Source data
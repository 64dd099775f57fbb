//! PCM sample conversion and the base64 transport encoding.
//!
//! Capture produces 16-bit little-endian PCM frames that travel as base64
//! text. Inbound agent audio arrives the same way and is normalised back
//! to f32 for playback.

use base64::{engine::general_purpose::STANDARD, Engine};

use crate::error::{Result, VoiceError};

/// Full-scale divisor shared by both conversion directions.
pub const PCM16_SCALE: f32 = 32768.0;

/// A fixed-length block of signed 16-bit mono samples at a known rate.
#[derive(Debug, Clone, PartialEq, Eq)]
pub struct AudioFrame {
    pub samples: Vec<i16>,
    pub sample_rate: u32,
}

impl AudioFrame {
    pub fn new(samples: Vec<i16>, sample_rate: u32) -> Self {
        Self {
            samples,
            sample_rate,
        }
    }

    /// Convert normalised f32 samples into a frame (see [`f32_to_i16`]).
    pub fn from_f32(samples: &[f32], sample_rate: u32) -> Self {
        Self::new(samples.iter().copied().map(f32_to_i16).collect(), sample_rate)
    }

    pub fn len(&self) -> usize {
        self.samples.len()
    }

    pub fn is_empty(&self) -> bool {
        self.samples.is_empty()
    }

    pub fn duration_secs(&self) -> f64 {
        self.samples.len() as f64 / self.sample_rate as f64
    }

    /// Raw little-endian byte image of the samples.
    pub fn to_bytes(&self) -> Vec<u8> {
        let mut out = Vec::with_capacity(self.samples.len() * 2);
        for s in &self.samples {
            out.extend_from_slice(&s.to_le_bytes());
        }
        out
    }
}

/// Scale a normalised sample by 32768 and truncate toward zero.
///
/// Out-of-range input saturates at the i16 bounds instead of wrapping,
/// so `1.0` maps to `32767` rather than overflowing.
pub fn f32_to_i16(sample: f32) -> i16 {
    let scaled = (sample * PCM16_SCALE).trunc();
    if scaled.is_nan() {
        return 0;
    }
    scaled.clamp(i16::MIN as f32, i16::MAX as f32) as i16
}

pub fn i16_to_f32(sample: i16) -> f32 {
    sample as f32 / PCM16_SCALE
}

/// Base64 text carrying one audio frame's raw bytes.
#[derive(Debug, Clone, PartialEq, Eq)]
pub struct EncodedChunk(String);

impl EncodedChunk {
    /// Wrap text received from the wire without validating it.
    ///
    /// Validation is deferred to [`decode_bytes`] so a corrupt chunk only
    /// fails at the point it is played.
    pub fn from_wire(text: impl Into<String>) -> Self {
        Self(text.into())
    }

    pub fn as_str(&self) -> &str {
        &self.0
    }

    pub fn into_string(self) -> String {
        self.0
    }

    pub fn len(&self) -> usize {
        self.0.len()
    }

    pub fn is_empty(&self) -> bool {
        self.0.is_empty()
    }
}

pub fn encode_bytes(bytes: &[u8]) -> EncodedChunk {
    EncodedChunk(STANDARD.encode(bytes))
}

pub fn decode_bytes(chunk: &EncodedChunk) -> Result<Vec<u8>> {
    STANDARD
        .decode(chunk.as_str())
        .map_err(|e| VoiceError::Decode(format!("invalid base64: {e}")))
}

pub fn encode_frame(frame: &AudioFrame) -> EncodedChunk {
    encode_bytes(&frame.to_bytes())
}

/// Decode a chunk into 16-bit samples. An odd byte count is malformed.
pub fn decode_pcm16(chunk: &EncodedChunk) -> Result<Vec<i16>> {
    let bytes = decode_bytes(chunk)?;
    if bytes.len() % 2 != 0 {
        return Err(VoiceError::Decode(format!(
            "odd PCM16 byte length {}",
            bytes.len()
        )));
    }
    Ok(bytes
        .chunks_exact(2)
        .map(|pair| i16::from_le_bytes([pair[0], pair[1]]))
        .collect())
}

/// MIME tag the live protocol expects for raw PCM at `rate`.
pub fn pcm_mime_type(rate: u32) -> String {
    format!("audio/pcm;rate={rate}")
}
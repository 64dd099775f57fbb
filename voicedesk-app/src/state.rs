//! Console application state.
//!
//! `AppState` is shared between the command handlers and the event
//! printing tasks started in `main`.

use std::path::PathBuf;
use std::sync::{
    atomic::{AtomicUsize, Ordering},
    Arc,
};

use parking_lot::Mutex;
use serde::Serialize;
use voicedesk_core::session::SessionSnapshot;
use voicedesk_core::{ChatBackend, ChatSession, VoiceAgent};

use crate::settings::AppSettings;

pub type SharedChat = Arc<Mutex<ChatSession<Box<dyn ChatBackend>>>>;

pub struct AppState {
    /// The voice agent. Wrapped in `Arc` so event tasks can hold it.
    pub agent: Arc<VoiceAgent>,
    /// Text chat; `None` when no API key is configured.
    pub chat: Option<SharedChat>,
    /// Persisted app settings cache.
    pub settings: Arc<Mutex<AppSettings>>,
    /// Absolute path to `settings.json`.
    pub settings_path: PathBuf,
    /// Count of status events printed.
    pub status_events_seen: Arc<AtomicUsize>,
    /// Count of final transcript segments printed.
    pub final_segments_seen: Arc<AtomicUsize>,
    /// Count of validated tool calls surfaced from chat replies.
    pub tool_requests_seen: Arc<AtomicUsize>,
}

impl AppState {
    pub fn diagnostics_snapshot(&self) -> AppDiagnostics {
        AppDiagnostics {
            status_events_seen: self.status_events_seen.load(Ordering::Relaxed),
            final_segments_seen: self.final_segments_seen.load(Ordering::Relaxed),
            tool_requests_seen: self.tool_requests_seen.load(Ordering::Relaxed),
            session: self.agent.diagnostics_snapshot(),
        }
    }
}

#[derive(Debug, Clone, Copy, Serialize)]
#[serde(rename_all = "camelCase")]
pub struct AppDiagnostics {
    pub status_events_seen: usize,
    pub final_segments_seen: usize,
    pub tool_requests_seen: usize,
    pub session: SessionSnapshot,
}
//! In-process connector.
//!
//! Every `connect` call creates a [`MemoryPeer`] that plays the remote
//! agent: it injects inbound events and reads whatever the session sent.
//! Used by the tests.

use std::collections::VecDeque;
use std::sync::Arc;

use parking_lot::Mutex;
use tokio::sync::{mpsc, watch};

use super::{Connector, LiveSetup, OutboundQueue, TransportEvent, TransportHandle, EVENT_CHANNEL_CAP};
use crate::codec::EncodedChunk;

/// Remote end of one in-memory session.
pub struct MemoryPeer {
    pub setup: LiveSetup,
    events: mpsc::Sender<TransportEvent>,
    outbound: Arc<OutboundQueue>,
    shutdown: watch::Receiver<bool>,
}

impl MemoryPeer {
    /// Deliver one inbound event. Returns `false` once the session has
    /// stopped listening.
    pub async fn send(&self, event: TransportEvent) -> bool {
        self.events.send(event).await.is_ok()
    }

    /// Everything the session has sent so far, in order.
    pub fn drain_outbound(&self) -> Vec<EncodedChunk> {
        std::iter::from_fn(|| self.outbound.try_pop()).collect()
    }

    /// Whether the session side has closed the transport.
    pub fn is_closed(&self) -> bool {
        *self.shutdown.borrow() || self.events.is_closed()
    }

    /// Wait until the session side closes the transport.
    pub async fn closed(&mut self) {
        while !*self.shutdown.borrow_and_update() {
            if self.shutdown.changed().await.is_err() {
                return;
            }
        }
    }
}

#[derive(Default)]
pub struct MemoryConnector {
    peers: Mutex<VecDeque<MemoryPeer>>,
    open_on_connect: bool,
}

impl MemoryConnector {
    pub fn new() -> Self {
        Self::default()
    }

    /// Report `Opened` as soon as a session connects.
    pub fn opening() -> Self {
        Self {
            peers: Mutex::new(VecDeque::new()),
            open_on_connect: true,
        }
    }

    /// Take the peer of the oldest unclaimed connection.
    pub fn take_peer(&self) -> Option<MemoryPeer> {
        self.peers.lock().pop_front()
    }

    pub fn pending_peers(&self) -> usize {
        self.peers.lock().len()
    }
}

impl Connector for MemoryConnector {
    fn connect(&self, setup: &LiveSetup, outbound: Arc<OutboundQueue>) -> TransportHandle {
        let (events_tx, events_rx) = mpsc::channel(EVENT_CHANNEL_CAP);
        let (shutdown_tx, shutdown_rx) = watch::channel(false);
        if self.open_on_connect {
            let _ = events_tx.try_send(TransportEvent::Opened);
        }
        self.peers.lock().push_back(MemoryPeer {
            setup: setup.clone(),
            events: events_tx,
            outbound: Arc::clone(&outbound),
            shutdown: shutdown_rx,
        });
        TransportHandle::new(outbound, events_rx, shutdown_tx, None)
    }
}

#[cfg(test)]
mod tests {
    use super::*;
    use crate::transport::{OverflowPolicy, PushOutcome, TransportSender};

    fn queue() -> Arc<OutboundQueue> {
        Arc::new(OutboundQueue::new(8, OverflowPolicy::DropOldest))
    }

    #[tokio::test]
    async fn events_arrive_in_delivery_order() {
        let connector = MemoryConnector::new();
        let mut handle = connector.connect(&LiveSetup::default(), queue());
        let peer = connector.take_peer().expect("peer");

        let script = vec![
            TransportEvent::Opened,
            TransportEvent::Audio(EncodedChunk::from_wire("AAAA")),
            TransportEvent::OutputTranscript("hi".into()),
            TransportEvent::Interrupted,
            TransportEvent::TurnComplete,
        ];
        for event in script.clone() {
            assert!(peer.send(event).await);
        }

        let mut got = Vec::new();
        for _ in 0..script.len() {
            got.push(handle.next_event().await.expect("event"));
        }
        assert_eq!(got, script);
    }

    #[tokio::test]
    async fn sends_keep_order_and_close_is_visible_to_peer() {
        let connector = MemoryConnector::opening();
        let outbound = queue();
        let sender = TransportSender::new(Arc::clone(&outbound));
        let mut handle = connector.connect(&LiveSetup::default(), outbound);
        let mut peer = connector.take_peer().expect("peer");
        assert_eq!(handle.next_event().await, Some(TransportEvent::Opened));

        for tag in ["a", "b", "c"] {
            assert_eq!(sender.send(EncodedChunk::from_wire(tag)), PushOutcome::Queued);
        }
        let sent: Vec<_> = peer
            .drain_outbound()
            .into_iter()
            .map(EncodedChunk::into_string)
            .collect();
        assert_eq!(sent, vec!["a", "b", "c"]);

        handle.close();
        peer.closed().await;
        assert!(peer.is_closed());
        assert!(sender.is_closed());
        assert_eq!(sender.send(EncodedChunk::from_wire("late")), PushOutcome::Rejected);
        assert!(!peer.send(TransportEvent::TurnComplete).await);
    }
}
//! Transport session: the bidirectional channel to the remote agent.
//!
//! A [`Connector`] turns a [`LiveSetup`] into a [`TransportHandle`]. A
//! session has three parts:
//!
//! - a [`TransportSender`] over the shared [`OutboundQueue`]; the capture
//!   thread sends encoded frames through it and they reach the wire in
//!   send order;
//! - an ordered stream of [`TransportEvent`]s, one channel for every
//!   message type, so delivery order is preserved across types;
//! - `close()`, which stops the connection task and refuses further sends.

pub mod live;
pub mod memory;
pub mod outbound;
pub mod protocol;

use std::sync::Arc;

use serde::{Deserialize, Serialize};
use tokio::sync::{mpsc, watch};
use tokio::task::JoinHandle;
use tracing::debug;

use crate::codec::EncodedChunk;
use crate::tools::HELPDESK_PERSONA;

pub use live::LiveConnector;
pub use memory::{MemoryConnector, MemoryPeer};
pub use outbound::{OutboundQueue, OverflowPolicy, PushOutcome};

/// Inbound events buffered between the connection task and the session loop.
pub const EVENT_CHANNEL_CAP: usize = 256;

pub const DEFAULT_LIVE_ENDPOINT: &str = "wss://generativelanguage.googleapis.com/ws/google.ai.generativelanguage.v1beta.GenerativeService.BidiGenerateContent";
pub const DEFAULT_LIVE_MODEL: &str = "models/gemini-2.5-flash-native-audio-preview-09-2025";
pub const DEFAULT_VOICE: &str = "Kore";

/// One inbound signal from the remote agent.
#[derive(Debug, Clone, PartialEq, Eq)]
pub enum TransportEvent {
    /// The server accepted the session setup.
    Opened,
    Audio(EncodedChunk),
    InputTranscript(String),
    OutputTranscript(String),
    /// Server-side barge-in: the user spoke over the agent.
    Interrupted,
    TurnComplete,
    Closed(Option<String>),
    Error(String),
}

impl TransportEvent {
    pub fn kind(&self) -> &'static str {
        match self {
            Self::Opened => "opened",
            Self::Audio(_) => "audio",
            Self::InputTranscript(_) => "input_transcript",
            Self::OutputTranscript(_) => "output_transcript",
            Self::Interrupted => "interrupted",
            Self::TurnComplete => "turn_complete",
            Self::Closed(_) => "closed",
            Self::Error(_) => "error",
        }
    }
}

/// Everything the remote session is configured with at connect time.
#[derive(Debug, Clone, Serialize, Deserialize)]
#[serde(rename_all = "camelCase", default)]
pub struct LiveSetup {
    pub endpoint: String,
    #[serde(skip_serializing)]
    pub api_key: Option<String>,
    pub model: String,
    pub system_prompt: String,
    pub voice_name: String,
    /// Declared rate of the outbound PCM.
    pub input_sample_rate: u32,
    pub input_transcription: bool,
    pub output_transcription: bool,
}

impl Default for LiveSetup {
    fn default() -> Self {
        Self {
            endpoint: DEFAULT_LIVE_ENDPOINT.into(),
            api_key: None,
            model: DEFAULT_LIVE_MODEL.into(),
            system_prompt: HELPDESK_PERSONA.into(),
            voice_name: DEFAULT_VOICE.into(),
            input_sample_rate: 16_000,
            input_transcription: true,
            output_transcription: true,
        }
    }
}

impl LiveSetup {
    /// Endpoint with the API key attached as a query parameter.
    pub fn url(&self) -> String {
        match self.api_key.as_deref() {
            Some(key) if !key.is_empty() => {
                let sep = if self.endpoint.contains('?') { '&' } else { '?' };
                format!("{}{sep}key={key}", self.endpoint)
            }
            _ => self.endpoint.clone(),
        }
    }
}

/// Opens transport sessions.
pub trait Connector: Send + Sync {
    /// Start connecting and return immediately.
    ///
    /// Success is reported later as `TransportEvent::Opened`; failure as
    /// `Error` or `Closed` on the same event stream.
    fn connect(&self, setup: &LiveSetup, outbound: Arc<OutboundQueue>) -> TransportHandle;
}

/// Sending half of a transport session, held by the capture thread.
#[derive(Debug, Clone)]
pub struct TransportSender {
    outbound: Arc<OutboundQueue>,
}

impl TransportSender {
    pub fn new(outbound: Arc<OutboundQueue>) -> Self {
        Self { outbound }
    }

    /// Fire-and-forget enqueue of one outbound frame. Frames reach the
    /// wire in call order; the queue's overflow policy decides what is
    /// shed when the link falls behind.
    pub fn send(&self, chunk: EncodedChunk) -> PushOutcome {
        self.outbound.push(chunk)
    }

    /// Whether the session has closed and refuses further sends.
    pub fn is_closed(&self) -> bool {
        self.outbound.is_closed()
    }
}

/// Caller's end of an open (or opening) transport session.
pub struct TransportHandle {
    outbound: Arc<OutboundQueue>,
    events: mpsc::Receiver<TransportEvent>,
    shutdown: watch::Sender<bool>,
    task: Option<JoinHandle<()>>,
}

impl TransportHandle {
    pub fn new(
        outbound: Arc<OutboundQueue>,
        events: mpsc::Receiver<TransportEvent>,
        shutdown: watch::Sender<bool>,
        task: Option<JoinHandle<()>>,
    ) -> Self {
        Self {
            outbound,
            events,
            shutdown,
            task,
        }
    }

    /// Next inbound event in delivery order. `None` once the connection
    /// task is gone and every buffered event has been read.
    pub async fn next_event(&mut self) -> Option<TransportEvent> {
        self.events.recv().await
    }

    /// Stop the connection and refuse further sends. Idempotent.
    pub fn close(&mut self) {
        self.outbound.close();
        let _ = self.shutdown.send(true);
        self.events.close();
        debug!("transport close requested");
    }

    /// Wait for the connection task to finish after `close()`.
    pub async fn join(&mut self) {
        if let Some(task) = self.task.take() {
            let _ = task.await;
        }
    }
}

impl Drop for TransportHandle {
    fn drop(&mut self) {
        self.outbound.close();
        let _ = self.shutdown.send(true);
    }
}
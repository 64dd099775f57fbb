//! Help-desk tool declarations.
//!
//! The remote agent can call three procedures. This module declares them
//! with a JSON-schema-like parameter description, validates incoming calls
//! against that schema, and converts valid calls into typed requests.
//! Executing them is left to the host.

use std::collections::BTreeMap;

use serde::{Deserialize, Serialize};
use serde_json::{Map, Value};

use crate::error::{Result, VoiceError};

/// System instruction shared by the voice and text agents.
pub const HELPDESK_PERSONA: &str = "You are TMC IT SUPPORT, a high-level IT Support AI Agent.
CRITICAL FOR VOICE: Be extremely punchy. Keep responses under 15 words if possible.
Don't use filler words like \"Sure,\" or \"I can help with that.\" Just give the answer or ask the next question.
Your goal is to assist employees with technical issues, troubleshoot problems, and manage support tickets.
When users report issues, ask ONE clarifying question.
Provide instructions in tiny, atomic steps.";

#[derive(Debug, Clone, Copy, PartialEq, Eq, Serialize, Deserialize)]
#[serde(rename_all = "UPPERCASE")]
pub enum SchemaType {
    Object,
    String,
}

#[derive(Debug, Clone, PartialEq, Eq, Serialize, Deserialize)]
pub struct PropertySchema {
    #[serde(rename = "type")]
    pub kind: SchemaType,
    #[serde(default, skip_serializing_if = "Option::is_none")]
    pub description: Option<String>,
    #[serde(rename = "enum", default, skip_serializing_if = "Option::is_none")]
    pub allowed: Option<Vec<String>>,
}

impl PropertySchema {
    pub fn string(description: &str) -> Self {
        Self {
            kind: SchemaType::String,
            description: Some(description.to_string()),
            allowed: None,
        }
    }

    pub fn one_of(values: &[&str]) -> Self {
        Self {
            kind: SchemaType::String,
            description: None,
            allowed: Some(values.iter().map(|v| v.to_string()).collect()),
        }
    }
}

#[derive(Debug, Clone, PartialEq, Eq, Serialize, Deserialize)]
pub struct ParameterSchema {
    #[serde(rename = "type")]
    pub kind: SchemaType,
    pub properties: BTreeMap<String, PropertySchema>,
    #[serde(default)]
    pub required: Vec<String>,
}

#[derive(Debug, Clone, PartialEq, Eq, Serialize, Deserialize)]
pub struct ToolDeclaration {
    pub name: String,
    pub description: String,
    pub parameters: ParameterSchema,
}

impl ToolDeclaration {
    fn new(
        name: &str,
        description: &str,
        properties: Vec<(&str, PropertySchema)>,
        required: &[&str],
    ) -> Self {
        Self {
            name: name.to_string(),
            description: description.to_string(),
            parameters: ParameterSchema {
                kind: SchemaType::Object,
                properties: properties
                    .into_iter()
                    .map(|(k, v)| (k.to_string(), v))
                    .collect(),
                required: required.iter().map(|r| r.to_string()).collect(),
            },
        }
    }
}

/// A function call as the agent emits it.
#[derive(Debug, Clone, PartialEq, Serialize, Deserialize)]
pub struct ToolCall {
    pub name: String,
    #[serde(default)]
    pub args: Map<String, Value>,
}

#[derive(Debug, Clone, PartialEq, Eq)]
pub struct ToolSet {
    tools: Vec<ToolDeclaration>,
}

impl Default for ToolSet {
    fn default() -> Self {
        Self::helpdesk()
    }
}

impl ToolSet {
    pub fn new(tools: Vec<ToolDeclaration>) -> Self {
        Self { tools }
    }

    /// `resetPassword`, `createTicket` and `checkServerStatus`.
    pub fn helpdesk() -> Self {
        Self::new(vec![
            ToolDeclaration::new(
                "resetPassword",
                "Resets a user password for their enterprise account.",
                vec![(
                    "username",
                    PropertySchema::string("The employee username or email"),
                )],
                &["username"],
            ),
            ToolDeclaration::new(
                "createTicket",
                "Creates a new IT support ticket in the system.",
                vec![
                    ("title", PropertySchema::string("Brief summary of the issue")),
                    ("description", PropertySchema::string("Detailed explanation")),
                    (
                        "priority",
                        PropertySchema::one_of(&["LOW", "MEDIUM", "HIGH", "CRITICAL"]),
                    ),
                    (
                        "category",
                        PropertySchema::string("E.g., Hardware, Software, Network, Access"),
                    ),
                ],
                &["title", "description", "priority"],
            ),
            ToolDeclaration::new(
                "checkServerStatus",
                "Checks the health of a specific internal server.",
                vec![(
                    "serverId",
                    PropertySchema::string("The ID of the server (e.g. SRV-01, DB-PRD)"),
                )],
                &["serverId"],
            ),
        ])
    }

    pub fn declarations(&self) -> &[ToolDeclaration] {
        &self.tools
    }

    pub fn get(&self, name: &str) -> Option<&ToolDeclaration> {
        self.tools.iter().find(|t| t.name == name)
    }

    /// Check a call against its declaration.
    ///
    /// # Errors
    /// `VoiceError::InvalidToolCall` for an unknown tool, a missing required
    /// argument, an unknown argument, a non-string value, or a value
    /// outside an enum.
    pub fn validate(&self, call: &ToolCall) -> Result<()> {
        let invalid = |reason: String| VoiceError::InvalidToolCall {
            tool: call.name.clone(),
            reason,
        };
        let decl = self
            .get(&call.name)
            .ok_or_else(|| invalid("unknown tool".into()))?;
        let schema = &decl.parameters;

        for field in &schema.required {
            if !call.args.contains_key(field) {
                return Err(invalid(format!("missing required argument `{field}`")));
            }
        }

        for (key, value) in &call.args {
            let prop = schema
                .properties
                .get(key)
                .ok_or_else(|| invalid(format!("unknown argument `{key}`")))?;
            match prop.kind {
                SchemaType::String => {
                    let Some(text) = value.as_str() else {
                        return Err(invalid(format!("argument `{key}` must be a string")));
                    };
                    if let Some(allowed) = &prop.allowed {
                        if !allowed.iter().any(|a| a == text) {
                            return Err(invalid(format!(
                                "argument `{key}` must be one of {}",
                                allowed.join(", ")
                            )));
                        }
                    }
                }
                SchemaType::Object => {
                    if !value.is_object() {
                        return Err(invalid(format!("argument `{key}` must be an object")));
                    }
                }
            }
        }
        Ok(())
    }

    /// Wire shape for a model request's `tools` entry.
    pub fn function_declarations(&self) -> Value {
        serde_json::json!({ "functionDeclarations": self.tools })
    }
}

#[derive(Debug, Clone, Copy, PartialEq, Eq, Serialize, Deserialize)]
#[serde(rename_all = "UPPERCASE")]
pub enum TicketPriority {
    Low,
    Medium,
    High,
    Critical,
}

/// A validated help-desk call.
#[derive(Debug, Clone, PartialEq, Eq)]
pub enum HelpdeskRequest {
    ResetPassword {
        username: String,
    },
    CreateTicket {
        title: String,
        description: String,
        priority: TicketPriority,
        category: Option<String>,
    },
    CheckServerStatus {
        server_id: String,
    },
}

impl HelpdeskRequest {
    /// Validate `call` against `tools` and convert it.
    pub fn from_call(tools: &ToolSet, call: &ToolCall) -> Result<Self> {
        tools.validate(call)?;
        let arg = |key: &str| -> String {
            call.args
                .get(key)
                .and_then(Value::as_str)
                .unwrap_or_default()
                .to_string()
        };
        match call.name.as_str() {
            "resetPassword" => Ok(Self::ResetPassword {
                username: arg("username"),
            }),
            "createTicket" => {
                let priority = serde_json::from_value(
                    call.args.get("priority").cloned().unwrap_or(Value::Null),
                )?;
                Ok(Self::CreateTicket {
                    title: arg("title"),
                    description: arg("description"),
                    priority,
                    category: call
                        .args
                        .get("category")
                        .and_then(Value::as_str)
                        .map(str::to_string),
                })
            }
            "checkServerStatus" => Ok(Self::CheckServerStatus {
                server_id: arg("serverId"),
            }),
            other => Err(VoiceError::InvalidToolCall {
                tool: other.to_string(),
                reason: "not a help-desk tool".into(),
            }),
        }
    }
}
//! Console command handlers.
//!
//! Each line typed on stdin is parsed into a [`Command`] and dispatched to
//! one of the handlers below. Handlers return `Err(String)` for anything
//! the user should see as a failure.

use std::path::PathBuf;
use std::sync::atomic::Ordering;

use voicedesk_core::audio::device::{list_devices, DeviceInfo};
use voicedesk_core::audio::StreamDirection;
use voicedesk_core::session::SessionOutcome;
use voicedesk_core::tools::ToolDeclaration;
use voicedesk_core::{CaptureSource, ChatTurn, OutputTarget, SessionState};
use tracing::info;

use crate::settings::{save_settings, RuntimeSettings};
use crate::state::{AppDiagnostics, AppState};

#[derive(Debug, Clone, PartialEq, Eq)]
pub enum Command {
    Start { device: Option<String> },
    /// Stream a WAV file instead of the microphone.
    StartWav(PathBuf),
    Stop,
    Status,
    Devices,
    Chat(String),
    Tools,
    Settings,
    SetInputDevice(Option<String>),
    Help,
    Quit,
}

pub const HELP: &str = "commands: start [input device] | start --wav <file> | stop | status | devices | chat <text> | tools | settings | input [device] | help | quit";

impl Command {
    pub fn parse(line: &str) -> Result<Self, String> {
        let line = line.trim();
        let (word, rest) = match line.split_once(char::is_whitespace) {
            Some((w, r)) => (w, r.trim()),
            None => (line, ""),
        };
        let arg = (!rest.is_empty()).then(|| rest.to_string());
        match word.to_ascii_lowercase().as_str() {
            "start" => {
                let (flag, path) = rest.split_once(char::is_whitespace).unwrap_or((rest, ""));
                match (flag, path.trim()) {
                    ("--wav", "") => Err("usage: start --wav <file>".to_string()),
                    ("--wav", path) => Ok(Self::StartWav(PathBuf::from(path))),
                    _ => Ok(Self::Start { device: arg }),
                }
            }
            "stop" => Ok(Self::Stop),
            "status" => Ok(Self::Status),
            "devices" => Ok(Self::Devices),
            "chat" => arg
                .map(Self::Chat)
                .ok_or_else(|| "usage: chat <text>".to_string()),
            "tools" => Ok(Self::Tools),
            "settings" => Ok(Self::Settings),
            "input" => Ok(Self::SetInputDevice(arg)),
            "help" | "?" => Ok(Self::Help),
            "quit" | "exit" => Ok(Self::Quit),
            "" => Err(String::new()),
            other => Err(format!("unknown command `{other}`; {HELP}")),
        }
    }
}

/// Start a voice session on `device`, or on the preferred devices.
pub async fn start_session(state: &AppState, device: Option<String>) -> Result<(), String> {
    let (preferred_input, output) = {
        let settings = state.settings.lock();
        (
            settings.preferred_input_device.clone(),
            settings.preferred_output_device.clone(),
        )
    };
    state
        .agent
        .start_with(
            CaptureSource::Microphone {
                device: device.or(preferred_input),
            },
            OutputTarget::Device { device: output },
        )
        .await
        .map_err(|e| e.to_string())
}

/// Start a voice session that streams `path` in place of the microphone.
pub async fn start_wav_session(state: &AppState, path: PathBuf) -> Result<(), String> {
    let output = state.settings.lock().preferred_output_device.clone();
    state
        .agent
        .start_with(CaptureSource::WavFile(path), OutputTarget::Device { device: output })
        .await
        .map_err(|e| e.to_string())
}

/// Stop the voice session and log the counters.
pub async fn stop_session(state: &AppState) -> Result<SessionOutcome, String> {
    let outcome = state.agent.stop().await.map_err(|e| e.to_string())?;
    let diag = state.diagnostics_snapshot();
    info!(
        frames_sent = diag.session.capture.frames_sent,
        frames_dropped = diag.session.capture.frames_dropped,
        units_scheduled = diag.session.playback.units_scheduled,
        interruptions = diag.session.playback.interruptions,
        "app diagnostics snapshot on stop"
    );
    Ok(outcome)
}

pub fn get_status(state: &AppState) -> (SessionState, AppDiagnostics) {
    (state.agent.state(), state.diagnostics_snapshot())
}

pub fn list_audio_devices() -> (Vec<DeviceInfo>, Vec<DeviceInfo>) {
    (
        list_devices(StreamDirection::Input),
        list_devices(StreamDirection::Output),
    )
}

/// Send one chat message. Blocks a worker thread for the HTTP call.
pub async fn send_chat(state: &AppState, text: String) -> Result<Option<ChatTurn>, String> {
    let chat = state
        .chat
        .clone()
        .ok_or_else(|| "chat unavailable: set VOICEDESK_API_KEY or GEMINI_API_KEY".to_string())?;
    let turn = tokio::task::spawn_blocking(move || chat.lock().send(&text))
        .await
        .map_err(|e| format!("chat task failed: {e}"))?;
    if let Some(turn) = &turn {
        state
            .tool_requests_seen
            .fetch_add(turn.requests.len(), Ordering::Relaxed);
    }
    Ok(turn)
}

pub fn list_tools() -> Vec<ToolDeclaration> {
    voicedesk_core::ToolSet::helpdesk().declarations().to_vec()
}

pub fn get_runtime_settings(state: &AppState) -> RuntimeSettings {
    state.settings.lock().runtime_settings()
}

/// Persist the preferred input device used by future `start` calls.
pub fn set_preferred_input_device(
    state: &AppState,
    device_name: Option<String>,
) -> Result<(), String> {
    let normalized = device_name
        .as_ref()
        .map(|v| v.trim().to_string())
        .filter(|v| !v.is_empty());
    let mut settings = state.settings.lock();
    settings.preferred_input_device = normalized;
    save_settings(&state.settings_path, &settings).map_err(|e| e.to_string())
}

→ **Directions**: Among the lines above, show every one that contains the string "buffered".

→ **Task output**:
/// Inbound events buffered between the connection task and the session loop.
    /// task is gone and every buffered event has been read.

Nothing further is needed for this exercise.